In the mid-1970s, Bullens nearly appeared on Bob Dylan's Rolling Thunder Revue through his connection with Bob Neuwirth. Instead, he became known for touring with Elton John, as his backing vocalist on three major tours. Bullens featured on John's 1976 album Blue Moves and on his hit song "Don't Go Breaking My Heart", with Kiki Dee (both released in 1976).

For the 1978 feature film Grease soundtrack, Bullens provided vocals on three songs ("It's Raining on Prom Night", "Mooning", and "Freddy, My Love"). The film's soundtrack album was nominated for the 1979 Grammy Award for Album of the Year.

=== 1978–1979: Desire Wire and Steal the Night ===
Bullens's 1978 debut album, Desire Wire, was released on United Artists. For the single "Survivor", Bullens earned a Grammy nomination for Best Female Rock Vocal Performance. In January 1980, Bullens entered the Billboard Hot 100 with the song "Trust Me". It peaked at No. 90.

In the following year, Bullens released his second album, Steal the Night, on Casablanca in 1979. The album was co-produced with guitarist Mark Doyle. Bullens performed with a live band, consisting of keyboardist Trantham Whitley, bassist Howard Epstein, drummer Thom Mooney, and Doyle. After having creative differences with the record company, Bullens left the label and struggled to re-enter the music business.

=== 1980s–1990s: Cindy Bullens and Somewhere Between Heaven and Earth ===
Bullens withdrew from the music business in the early 1980s to raise a family.

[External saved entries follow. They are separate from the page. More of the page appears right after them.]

use async_trait::async_trait;
use serde_json::{Map, Value};

use orca_config::PlannerConfig;
use orca_core::{Plan, PlanInput, Planner, Request, Result, ToolCall, ToolDef};

const TOOL_MARKER: &str = "tool:";
const CLARIFY: &str = "Which tool and action should I use? Example: tool:app/jira.search";

/// Deterministic rule-based planner.
///
/// Decides, in order:
/// 1. any observation this run → `Direct` (one tool pass per run);
/// 2. an explicit `tool:<name>[.<action>]` or `tool:<a>/<b>/<action>` marker
///    → that call, or a clarification when no action can be resolved.
///    `tool:<name>/<action>` resolves against the catalog: a whole-token
///    tool name wins, else the last segment is taken as an action of
///    `<name>`;
/// 3. a configured keyword in the query that also appears in a tool name;
/// 4. the first tool exposing a search-style action;
/// 5. `Direct`.
///
/// Every generated call carries `query` and, when known, `userId` and
/// `projectId`.
#[derive(Debug, Clone)]
pub struct HeuristicPlanner {
    keywords: Vec<String>,
    search_actions: Vec<String>,
}

impl Default for HeuristicPlanner {
    fn default() -> Self {
        Self::from_config(&PlannerConfig::default())
    }
}

impl HeuristicPlanner {
    pub fn new() -> Self {
        Self::default()
    }

    pub fn from_config(config: &PlannerConfig) -> Self {
        Self {
            keywords: config.keywords.iter().map(|k| k.to_lowercase()).collect(),
            search_actions: config.search_actions.clone(),
        }
    }

    pub fn with_keywords(mut self, keywords: &[&str]) -> Self {
        self.keywords = keywords.iter().map(|k| k.to_lowercase()).collect();
        self
    }

    /// First declared action of `tool` that is search-like, else its first action.
    fn infer_action(&self, tool_name: &str, tools: &[ToolDef]) -> Option<String> {
        let tool = tools.iter().find(|t| t.name == tool_name)?;
        tool.actions
            .iter()
            .find(|a| self.is_search_action(&a.name))
            .or_else(|| tool.actions.first())
            .map(|a| a.name.clone())
    }

    fn is_search_action(&self, name: &str) -> bool {
        self.search_actions.iter().any(|s| s == name)
    }

    /// Parse the token following `tool:`. `None` when no action can be found.
    fn parse_marker(&self, token: &str, input: &PlanInput) -> Option<ToolCall> {
        let (mut name, mut action) = match token.split_once('.') {
            Some((name, action)) => (name.to_string(), action.to_string()),
            None => (token.to_string(), String::new()),
        };

        if action.is_empty() && token.contains('/') {
            let parts: Vec<&str> = token.split('/').collect();
            if parts.len() >= 3 {
                name = parts[..parts.len() - 1].join("/");
                action = parts[parts.len() - 1].to_string();
            } else if let Some((tool, act)) = split_known_action(token, &input.tools) {
                name = tool.to_string();
                action = act.to_string();
            }
        }

        if action.is_empty() {
            action = self.infer_action(&name, &input.tools)?;
        }
        Some(call(name, action, &input.request))
    }

    fn pick_by_keyword(&self, query: &str, input: &PlanInput) -> Option<ToolCall> {
        for kw in self.keywords.iter().filter(|kw| query.contains(kw.as_str())) {
            for tool in &input.tools {
                if !tool.name.to_lowercase().contains(kw.as_str()) {
                    continue;
                }
                if let Some(action) = self.infer_action(&tool.name, &input.tools) {
                    return Some(call(tool.name.clone(), action, &input.request));
                }
            }
        }
        None
    }

    fn pick_search_tool(&self, input: &PlanInput) -> Option<ToolCall> {
        input.tools.iter().find_map(|tool| {
            tool.actions
                .iter()
                .find(|a| self.is_search_action(&a.name))
                .map(|a| call(tool.name.clone(), a.name.clone(), &input.request))
        })
    }
}

/// `<tool>/<action>` when `token` is not itself a catalog tool but its
/// prefix is one declaring that action.
fn split_known_action<'a>(token: &'a str, tools: &[ToolDef]) -> Option<(&'a str, &'a str)> {
    if tools.iter().any(|t| t.name == token) {
        return None;
    }
    let (tool, action) = token.rsplit_once('/')?;
    tools
        .iter()
        .find(|t| t.name == tool)?
        .actions
        .iter()
        .any(|a| a.name == action)
        .then_some((tool, action))
}

fn default_args(request: &Request) -> Map<String, Value> {
    let mut args = Map::new();
    args.insert("query".into(), Value::String(request.query.clone()));
    if !request.user_id.is_empty() {
        args.insert("userId".into(), Value::String(request.user_id.clone()));
    }
    if !request.project_id.is_empty() {
        args.insert("projectId".into(), Value::String(request.project_id.clone()));
    }
    args
}

fn call(name: String, action: String, request: &Request) -> ToolCall {
    ToolCall {
        name,
        action,
        args: default_args(request),
    }
}

#[async_trait]
impl Planner for HeuristicPlanner {
    async fn plan(&self, input: &PlanInput) -> Result<Plan> {
        if !input.observations.is_empty() {
            return Ok(Plan::Direct);
        }

        let query = input.request.query.as_str();
        // ASCII lowering keeps byte offsets aligned with `query`.
        let lowered = query.to_ascii_lowercase();

        if let Some(idx) = lowered.find(TOOL_MARKER) {
            let rest = &query[idx + TOOL_MARKER.len()..];
            return Ok(rest
                .split_whitespace()
                .next()
                .and_then(|token| self.parse_marker(token, input))
                .map(|c| Plan::tool_calls(vec![c]))
                .unwrap_or_else(|| Plan::clarify(CLARIFY)));
        }

        if input.tools.is_empty() {
            return Ok(Plan::Direct);
        }

        let lowered = query.to_lowercase();
        Ok(self
            .pick_by_keyword(&lowered, input)
            .or_else(|| self.pick_search_tool(input))
            .map(|c| Plan::tool_calls(vec![c]))
            .unwrap_or(Plan::Direct))
    }
}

In 1989, Bullens released his self-titled album. He returned in the early 1990s as a songwriter, touring, and recording artist.

In 1999, Bullens's album Somewhere Between Heaven and Earth, was released on Artemis Records. The album was recorded in the first two years after the death of his daughter Jessie. It features Bonnie Raitt, Lucinda Williams, Rodney Crowell, Beth Nielsen Chapman, and Bryan Adams, with other additional musicians, including George Marinelli, Benmont Tench, Kenny Edwards, and Michael Rhodes. Steven Soles, Tony Berg and Crowell co-produced a range of tracks on the album. It won the AFIM Best Rock Album in 2000.

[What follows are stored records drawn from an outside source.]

use async_trait::async_trait;
use parking_lot::RwLock;
use serde_json::{Map, Value};
use std::collections::HashMap;

use orca_core::{Result, ToolAction, ToolDef, ToolResult};

use crate::handler::ToolHandler;

const DEFAULT_PROJECT: &str = "default";

/// Default cap on stored entries across all projects.
pub const DEFAULT_MAX_ENTRIES: usize = 10_000;

/// Project-scoped key-value store exposed as the `store` tool.
///
/// Values live in process memory and are shared by every run. Once
/// `max_entries` keys exist, putting a new key fails; existing keys can
/// still be overwritten.
pub struct KvStoreTool {
    values: RwLock<HashMap<(String, String), Value>>,
    max_entries: usize,
}

impl Default for KvStoreTool {
    fn default() -> Self {
        Self {
            values: RwLock::new(HashMap::new()),
            max_entries: DEFAULT_MAX_ENTRIES,
        }
    }
}

impl KvStoreTool {
    pub fn new() -> Self {
        Self::default()
    }

    pub fn with_max_entries(mut self, max_entries: usize) -> Self {
        self.max_entries = max_entries;
        self
    }

    pub fn len(&self) -> usize {
        self.values.read().len()
    }

    pub fn is_empty(&self) -> bool {
        self.values.read().is_empty()
    }

    fn project(args: &Map<String, Value>) -> String {
        args.get("projectId")
            .and_then(|v| v.as_str())
            .filter(|p| !p.is_empty())
            .unwrap_or(DEFAULT_PROJECT)
            .to_string()
    }

    fn key(args: &Map<String, Value>) -> Option<String> {
        args.get("key")
            .and_then(|v| v.as_str())
            .filter(|k| !k.is_empty())
            .map(String::from)
    }

    fn get(&self, args: &Map<String, Value>) -> ToolResult {
        let Some(key) = Self::key(args) else {
            return failed("key is required");
        };
        let project = Self::project(args);
        let value = self.values.read().get(&(project, key.clone())).cloned();

        let mut data = Map::new();
        data.insert("key".into(), Value::String(key.clone()));
        match value {
            Some(v) => {
                data.insert("value".into(), v);
                ToolResult::ok(data)
            }
            None => {
                data.insert("value".into(), Value::Null);
                ToolResult::ok(data).with_message(format!("no value stored for {key}"))
            }
        }
    }

    fn put(&self, args: &Map<String, Value>) -> ToolResult {
        let Some(key) = Self::key(args) else {
            return failed("key is required");
        };
        let Some(value) = args.get("value").cloned() else {
            return failed("value is required");
        };
        let entry = (Self::project(args), key.clone());
        {
            let mut values = self.values.write();
            if !values.contains_key(&entry) && values.len() >= self.max_entries {
                return failed(&format!("store is full ({} entries)", self.max_entries));
            }
            values.insert(entry, value);
        }

        let mut data = Map::new();
        data.insert("key".into(), Value::String(key.clone()));
        ToolResult::ok(data).with_message(format!("stored {key}"))
    }
}

fn failed(message: &str) -> ToolResult {
    ToolResult {
        success: false,
        data: Map::new(),
        message: message.to_string(),
    }
}

#[async_trait]
impl ToolHandler for KvStoreTool {
    fn definition(&self) -> ToolDef {
        ToolDef::new("store", "Key-value storage scoped to the current project.")
            .with_action(
                ToolAction::new("kv_get", "Get value by key (key, projectId) -> value").with_schema(
                    r#"{"type":"object","properties":{"key":{"type":"string"},"projectId":{"type":"string"}},"required":["key"]}"#,
                ),
            )
            .with_action(
                ToolAction::new("kv_put", "Store value by key (key, value, projectId)").with_schema(
                    r#"{"type":"object","properties":{"key":{"type":"string"},"value":{},"projectId":{"type":"string"}},"required":["key","value"]}"#,
                ),
            )
    }

    async fn execute(&self, action: &str, args: &Map<String, Value>) -> Result<ToolResult> {
        Ok(match action {
            "kv_get" => self.get(args),
            "kv_put" => self.put(args),
            other => failed(&format!("unknown action: {other}")),
        })
    }
}
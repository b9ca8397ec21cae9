use async_trait::async_trait;
use serde_json::{Map, Value};

use orca_core::{Result, ToolDef, ToolResult};

/// An in-process tool. The catalog routes calls by `definition().name`.
#[async_trait]
pub trait ToolHandler: Send + Sync {
    fn definition(&self) -> ToolDef;

    async fn execute(&self, action: &str, args: &Map<String, Value>) -> Result<ToolResult>;
}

=== 2000s: Neverland and Howling Trains and Barking Dogs ===
Since 1999, Bullens has toured extensively all over the US, Canada, Europe and Australia, has appeared on several major TV shows, including Late Night with Conan O'Brien, Today Show, and CBS This Morning and many radio and TV stations around the world. He is featured in two documentaries, On This Island and Space Between Breaths (and scored the music). Bullens wrote the music and lyrics for the musical Islands in 2000, which played on Broadway for a special performance at the New Victory Theater in September 2001, two weeks after 9/11.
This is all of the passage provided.